[[ Material for this exercise, beginning ]]
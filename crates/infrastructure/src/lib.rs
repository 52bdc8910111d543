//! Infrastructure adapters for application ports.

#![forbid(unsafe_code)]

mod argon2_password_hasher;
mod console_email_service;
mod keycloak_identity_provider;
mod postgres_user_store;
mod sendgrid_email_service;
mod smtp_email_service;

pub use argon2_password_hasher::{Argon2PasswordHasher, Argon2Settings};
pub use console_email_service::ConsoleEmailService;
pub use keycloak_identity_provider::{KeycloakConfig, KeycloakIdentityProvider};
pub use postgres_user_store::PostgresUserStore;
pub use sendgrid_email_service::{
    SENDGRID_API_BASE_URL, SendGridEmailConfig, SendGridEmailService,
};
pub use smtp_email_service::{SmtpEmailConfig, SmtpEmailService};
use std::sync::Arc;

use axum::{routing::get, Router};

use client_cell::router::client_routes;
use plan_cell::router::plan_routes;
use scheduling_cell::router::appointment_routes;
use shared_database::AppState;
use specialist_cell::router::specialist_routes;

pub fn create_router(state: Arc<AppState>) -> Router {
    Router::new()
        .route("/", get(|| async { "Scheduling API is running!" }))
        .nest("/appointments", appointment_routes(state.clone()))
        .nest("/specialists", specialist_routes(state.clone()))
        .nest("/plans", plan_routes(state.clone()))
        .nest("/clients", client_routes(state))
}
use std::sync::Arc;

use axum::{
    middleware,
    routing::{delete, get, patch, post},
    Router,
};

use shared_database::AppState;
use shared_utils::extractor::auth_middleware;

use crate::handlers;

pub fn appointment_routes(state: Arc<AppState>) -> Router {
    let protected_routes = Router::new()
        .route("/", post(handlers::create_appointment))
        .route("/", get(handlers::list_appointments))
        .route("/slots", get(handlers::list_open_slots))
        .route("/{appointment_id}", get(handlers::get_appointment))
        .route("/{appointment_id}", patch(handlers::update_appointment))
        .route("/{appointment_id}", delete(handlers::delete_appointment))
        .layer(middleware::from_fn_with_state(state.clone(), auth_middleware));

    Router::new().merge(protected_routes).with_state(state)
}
[[ Material for this exercise, end ]]
What to work on
This exercise calls for every record above to be written out again exactly.

Exercise solution
filename crates/infrastructure/src/lib.rs
repository 52bdc8910111d543
//! Infrastructure adapters for application ports.

#![forbid(unsafe_code)]

mod argon2_password_hasher;
mod console_email_service;
mod keycloak_identity_provider;
mod postgres_user_store;
mod sendgrid_email_service;
mod smtp_email_service;

pub use argon2_password_hasher::{Argon2PasswordHasher, Argon2Settings};
pub use console_email_service::ConsoleEmailService;
pub use keycloak_identity_provider::{KeycloakConfig, KeycloakIdentityProvider};
pub use postgres_user_store::PostgresUserStore;
pub use sendgrid_email_service::{
    SENDGRID_API_BASE_URL, SendGridEmailConfig, SendGridEmailService,
};
pub use smtp_email_service::{SmtpEmailConfig, SmtpEmailService};
use std::sync::Arc;

use axum::{routing::get, Router};

use client_cell::router::client_routes;
use plan_cell::router::plan_routes;
use scheduling_cell::router::appointment_routes;
use shared_database::AppState;
use specialist_cell::router::specialist_routes;

pub fn create_router(state: Arc<AppState>) -> Router {
    Router::new()
        .route("/", get(|| async { "Scheduling API is running!" }))
        .nest("/appointments", appointment_routes(state.clone()))
        .nest("/specialists", specialist_routes(state.clone()))
        .nest("/plans", plan_routes(state.clone()))
        .nest("/clients", client_routes(state))
}
use std::sync::Arc;

use axum::{
    middleware,
    routing::{delete, get, patch, post},
    Router,
};

use shared_database::AppState;
use shared_utils::extractor::auth_middleware;

use crate::handlers;

pub fn appointment_routes(state: Arc<AppState>) -> Router {
    let protected_routes = Router::new()
        .route("/", post(handlers::create_appointment))
        .route("/", get(handlers::list_appointments))
        .route("/slots", get(handlers::list_open_slots))
        .route("/{appointment_id}", get(handlers::get_appointment))
        .route("/{appointment_id}", patch(handlers::update_appointment))
        .route("/{appointment_id}", delete(handlers::delete_appointment))
        .layer(middleware::from_fn_with_state(state.clone(), auth_middleware));

    Router::new().merge(protected_routes).with_state(state)
}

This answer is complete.